**MATERIAL PROVIDED:**
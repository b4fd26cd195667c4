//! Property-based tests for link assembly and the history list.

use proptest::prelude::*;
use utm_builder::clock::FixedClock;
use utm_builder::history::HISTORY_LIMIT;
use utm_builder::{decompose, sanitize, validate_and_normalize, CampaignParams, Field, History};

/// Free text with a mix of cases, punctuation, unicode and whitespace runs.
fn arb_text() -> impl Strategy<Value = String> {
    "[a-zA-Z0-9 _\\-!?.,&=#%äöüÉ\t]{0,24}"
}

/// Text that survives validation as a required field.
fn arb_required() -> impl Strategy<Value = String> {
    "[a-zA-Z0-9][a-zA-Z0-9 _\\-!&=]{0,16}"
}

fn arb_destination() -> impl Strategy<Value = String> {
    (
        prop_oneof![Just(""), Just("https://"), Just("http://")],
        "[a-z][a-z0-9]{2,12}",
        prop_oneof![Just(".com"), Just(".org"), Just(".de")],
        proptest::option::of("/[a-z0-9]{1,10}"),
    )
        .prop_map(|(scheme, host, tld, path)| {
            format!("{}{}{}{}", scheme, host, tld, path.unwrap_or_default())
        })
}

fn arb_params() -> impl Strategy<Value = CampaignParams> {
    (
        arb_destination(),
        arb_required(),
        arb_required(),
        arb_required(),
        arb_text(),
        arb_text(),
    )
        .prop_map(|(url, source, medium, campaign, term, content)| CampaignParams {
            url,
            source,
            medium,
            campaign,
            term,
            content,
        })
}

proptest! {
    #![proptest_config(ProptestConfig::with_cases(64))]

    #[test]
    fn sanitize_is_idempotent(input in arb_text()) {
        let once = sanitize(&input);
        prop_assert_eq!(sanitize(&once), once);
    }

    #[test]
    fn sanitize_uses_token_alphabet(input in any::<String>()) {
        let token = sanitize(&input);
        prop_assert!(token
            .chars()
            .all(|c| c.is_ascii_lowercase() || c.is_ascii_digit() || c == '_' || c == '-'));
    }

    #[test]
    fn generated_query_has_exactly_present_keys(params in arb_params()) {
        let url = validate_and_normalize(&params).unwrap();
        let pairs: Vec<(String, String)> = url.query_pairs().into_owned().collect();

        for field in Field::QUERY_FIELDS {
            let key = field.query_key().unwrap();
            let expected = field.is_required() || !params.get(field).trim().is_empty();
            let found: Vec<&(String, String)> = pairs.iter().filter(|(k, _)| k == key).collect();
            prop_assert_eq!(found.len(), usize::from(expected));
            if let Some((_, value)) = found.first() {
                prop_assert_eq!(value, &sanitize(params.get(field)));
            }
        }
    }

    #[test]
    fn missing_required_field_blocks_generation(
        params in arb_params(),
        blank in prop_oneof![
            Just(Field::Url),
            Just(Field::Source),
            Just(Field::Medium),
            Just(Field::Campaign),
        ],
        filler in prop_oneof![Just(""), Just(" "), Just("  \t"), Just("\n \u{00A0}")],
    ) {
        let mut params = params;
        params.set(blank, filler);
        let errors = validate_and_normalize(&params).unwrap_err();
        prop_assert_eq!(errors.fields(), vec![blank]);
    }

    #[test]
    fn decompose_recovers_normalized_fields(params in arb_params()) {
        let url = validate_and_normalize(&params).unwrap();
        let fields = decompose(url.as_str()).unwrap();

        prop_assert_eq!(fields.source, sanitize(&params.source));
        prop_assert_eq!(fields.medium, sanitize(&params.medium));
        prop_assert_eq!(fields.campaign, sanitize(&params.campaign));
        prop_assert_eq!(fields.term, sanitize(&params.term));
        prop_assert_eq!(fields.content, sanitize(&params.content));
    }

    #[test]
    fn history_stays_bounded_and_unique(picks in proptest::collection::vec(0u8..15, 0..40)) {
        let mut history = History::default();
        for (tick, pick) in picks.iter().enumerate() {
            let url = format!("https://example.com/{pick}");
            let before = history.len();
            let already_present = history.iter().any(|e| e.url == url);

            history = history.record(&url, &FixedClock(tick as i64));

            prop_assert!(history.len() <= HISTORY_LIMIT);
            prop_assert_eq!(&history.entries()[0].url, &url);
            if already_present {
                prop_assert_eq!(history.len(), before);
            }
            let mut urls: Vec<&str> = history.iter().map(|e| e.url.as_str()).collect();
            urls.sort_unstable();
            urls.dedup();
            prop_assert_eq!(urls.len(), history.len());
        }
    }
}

**WORK INSTRUCTIONS:**
Above are the records; repeat exactly the lines from the one holding "prop_assert_eq!(sanitize(&once), once);" down to the one holding "let key = field.query_key().unwrap();", end lines included.

**SOLVED PROBLEM:**
        prop_assert_eq!(sanitize(&once), once);
    }

    #[test]
    fn sanitize_uses_token_alphabet(input in any::<String>()) {
        let token = sanitize(&input);
        prop_assert!(token
            .chars()
            .all(|c| c.is_ascii_lowercase() || c.is_ascii_digit() || c == '_' || c == '-'));
    }

    #[test]
    fn generated_query_has_exactly_present_keys(params in arb_params()) {
        let url = validate_and_normalize(&params).unwrap();
        let pairs: Vec<(String, String)> = url.query_pairs().into_owned().collect();

        for field in Field::QUERY_FIELDS {
            let key = field.query_key().unwrap();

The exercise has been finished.